Obras publicadas: El desarrollo (novela, 1963), Solamente con mirar (relatos, 1965), Veneno de cachiporra (novela, 1979), El enmascarado solitario cabalga hacia la muerte (novela, 1983), En el laberinto de espejos (novela, 1985), Cuentos negros (relatos, 1992), Los chacales del arroyo (novela, 1993, reeditada en 2007), Gerente en dos ciudades (novela, 1995), Alrededor de la plaza (novela, 1998), Highsmith (novela, 1995), Caja negra (relatos, 2009), Regreso al Sur (novela, 2009).

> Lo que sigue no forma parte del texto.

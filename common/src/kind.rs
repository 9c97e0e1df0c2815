//! Macros for defining kind enums.

/// Macro for defining a kind enum.
///
/// Every variant carries its [`u8`] representation (used for storage) and a
/// human-readable label (used for display). Variants are ordered by their
/// declaration order, so they must be declared in ascending [`u8`] order.
///
/// # Example
///
/// ```rust
/// # use common::define_kind;
///
/// define_kind! {
///     #[doc = "Shape kind."]
///     enum Kind {
///         #[doc = "A cube"]
///         #[label = "cube"]
///         Cube = 1,
///
///         #[doc = "A sphere"]
///         #[label = "sphere"]
///         Sphere = 2,
///     }
/// }
///
/// assert_eq!(Kind::Sphere.label(), "sphere");
/// assert_eq!(Kind::try_from(1), Ok(Kind::Cube));
/// assert!(Kind::Cube < Kind::Sphere);
/// ```
#[expect(clippy::module_name_repetitions, reason = "more readable")]
#[macro_export]
macro_rules! define_kind {
    (
        #[doc = $doc:literal]
        enum $name:ident {
            $(
                #[doc = $variant_doc:literal]
                #[label = $label:literal]
                $variant:ident = $value:expr
            ),* $(,)?
        }
    ) => {
        #[derive(
            Clone,
            Copy,
            Debug,
            $crate::private::strum::Display,
            $crate::private::strum::EnumString,
            Eq,
            Hash,
            Ord,
            PartialEq,
            PartialOrd,
        )]
        #[doc = $doc]
        #[repr(u8)]
        #[strum(serialize_all = "SCREAMING_SNAKE_CASE")]
        pub enum $name {
            $(
                 #[doc = $variant_doc]
                 $variant = $value,
            )*
        }

        impl $name {
            /// All the variants, in ascending order.
            pub const ALL: &'static [Self] = &[$(Self::$variant),*];

            /// Converts this into its [`u8`] representation.
            #[must_use]
            pub const fn u8(self) -> u8 {
                self as u8
            }

            /// Returns the human-readable label of this variant.
            #[must_use]
            pub const fn label(self) -> &'static str {
                match self {
                    $(
                        Self::$variant => $label,
                    )*
                }
            }
        }

        impl ::core::convert::TryFrom<u8> for $name {
            type Error = u8;

            fn try_from(value: u8) -> Result<Self, Self::Error> {
                match value {
                    $(
                        v if Self::$variant.u8() == v => Ok(Self::$variant),
                    )*
                    v => Err(v),
                }
            }
        }

        impl From<$name> for u8 {
            fn from(kind: $name) -> Self {
                kind.u8()
            }
        }

        #[cfg(feature = "postgres")]
        impl<'a> $crate::private::postgres_types::FromSql<'a> for $name {
            $crate::private::postgres_types::accepts!(INT2);

            fn from_sql(
                ty: &$crate::private::postgres_types::Type,
                raw: &[u8],
            ) -> Result<
                $name,
                Box<dyn ::std::error::Error
                    + ::core::marker::Sync
                    + ::core::marker::Send>,
            > {
                let raw = u8::try_from(
                    <i16 as $crate::private::postgres_types::FromSql<'_>>::from_sql(
                        ty, raw,
                    )?,
                )?;
                Self::try_from(raw).map_err(|v| {
                    ::std::format!(
                        "invalid `{}` value: {v}",
                        ::core::stringify!($name),
                    )
                    .into()
                })
            }
        }

        #[cfg(feature = "postgres")]
        impl $crate::private::postgres_types::ToSql for $name {
            $crate::private::postgres_types::accepts!(INT2);
            $crate::private::postgres_types::to_sql_checked!();

            fn to_sql(
                &self,
                ty: &$crate::private::postgres_types::Type,
                w: &mut $crate::private::postgres_types::private::BytesMut,
            ) -> Result<
                $crate::private::postgres_types::IsNull,
                ::std::boxed::Box<
                    dyn ::std::error::Error
                        + ::core::marker::Sync
                        + ::core::marker::Send
                >,
            > {
                <i16 as $crate::private::postgres_types::ToSql>::to_sql(
                    &i16::from(self.u8()),
                    ty,
                    w,
                )
            }
        }
    };
}
//! [`Item`]-related [`Database`] implementations.

use std::collections::HashMap;

use common::operations::{By, Insert, Lock, Select, Update};
use itertools::Itertools as _;
use tokio_postgres::Row;
use tracerr::Traced;

use crate::{
    domain::{
        item::{self, PurchaseRequest},
        Item,
    },
    infra::{
        database::{
            self,
            postgres::{self, Connection},
            Postgres,
        },
        Database,
    },
};

/// Reads an [`Item`] from the provided [`Row`] without its
/// [`PurchaseRequest`]s.
fn from_row(row: &Row) -> Item {
    Item {
        id: row.get("id"),
        circle_id: row.get("circle_id"),
        name: row.get("name"),
        price: row.get("price"),
        requests: vec![],
    }
}

/// Selects [`PurchaseRequest`]s of the [`Item`]s with the provided IDs, in
/// the order they were made.
async fn select_requests<C: Connection>(
    db: &Postgres<C>,
    ids: &[item::Id],
) -> Result<HashMap<item::Id, Vec<PurchaseRequest>>, Traced<database::Error>> {
    if ids.is_empty() {
        return Ok(HashMap::new());
    }

    const SQL: &str = "\
        SELECT item_id, user_id, count, priority \
        FROM item_buyers \
        WHERE item_id = ANY($1::UUID[]) \
        ORDER BY item_id, position";
    let requests = db
        .query(SQL, &[&ids])
        .await
        .map_err(tracerr::wrap!())?
        .iter()
        .map(|row| {
            Ok((
                row.get::<_, item::Id>("item_id"),
                PurchaseRequest {
                    user_id: row.get("user_id"),
                    count: row.try_get("count")?,
                    priority: row.get("priority"),
                },
            ))
        })
        .collect::<Result<Vec<_>, postgres::connection::Error>>()
        .map_err(tracerr::from_and_wrap!(=> postgres::Error))
        .map_err(tracerr::map_from)?;
    Ok(requests.into_iter().into_group_map())
}

impl<C> Database<Select<By<Vec<Item>, ()>>> for Postgres<C>
where
    C: Connection,
{
    type Ok = Vec<Item>;
    type Err = Traced<database::Error>;

    async fn execute(
        &self,
        _: Select<By<Vec<Item>, ()>>,
    ) -> Result<Self::Ok, Self::Err> {
        const SQL: &str = "\
            SELECT id, circle_id, name, price \
            FROM items \
            ORDER BY position";
        let mut items = self
            .query(SQL, &[])
            .await
            .map_err(tracerr::wrap!())?
            .iter()
            .map(from_row)
            .collect::<Vec<_>>();

        let ids = items.iter().map(|i| i.id).collect::<Vec<_>>();
        let mut requests = select_requests(self, &ids)
            .await
            .map_err(tracerr::wrap!())?;
        for item in &mut items {
            item.requests = requests.remove(&item.id).unwrap_or_default();
        }
        Ok(items)
    }
}

impl<C> Database<Select<By<Option<Item>, item::Id>>> for Postgres<C>
where
    C: Connection,
{
    type Ok = Option<Item>;
    type Err = Traced<database::Error>;

    async fn execute(
        &self,
        Select(by): Select<By<Option<Item>, item::Id>>,
    ) -> Result<Self::Ok, Self::Err> {
        // Avoid subtle change for SQL.
        let id: item::Id = by.into_inner();

        const SQL: &str = "\
            SELECT id, circle_id, name, price \
            FROM items \
            WHERE id = $1::UUID";
        let Some(mut item) = self
            .query_opt(SQL, &[&id])
            .await
            .map_err(tracerr::wrap!())?
            .as_ref()
            .map(from_row)
        else {
            return Ok(None);
        };

        item.requests = select_requests(self, &[id])
            .await
            .map_err(tracerr::wrap!())?
            .remove(&id)
            .unwrap_or_default();
        Ok(Some(item))
    }
}

impl<C> Database<Insert<Item>> for Postgres<C>
where
    C: Connection,
    Self: Database<Update<Item>, Ok = (), Err = Traced<database::Error>>,
{
    type Ok = ();
    type Err = Traced<database::Error>;

    async fn execute(
        &self,
        Insert(item): Insert<Item>,
    ) -> Result<Self::Ok, Self::Err> {
        self.execute(Update(item)).await.map_err(tracerr::wrap!())
    }
}

/// Stores the whole [`Item`] replacing all its [`PurchaseRequest`]s.
///
/// Should be executed inside a transaction to be atomic.
impl<C> Database<Update<Item>> for Postgres<C>
where
    C: Connection,
{
    type Ok = ();
    type Err = Traced<database::Error>;

    async fn execute(
        &self,
        Update(item): Update<Item>,
    ) -> Result<Self::Ok, Self::Err> {
        let Item {
            id,
            circle_id,
            name,
            price,
            requests,
        } = item;

        const UPSERT_SQL: &str = "\
            INSERT INTO items (id, circle_id, name, price) \
            VALUES ($1::UUID, $2::UUID, $3::VARCHAR, $4::NUMERIC) \
            ON CONFLICT (id) DO UPDATE \
            SET circle_id = EXCLUDED.circle_id, \
                name = EXCLUDED.name, \
                price = EXCLUDED.price";
        self.exec(UPSERT_SQL, &[&id, &circle_id, &name, &price])
            .await
            .map_err(tracerr::wrap!())?;

        const DELETE_SQL: &str = "\
            DELETE FROM item_buyers \
            WHERE item_id = $1::UUID";
        self.exec(DELETE_SQL, &[&id])
            .await
            .map_err(tracerr::wrap!())?;
        if requests.is_empty() {
            return Ok(());
        }

        let positions = (0_i32..).take(requests.len()).collect::<Vec<_>>();
        let (user_ids, counts, priorities): (Vec<_>, Vec<_>, Vec<_>) =
            requests
                .iter()
                .map(|r| (r.user_id, r.count, r.priority))
                .multiunzip();

        const INSERT_SQL: &str = "\
            INSERT INTO item_buyers (\
                item_id, position, user_id, count, priority\
            ) \
            SELECT $1::UUID, * \
            FROM unnest(\
                $2::INT4[], $3::UUID[], $4::INT4[], $5::INT4[]\
            )";
        self.exec(
            INSERT_SQL,
            &[&id, &positions, &user_ids, &counts, &priorities],
        )
        .await
        .map_err(tracerr::wrap!())
        .map(drop)
    }
}

impl<C> Database<Lock<By<Item, item::Id>>> for Postgres<C>
where
    C: Connection,
{
    type Ok = ();
    type Err = Traced<database::Error>;

    async fn execute(
        &self,
        Lock(by): Lock<By<Item, item::Id>>,
    ) -> Result<Self::Ok, Self::Err> {
        // Avoid subtle change for SQL.
        let id: item::Id = by.into_inner();

        const SQL: &str = "\
            INSERT INTO items_lock \
            VALUES ($1::UUID) \
            ON CONFLICT (id) DO UPDATE \
            SET id = EXCLUDED.id";
        self.exec(SQL, &[&id])
            .await
            .map_err(tracerr::wrap!())
            .map(drop)
    }
}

Ha obtenido numerosas distinciones, entre ellas el Premio Provincial de Novela Alcides Greca por El enmascarado solitario cabalga hacia la muerte y la Faja de Honor de ASDE por Highsmith, habiendo sido declarado Escritor destacado de la Provincia año 2009, por la Cámara de Diputados de la Provincia de Santa Fe. Su novela Gerente en dos ciudades fue llevada al cine por el realizador Diego Soffici.
Es co-fundados e integrante de la Asociación Civil Grupo de Cine de Santa Fe, habiendo participado como guionista, productor o director en las diez películas que llevan realizadas.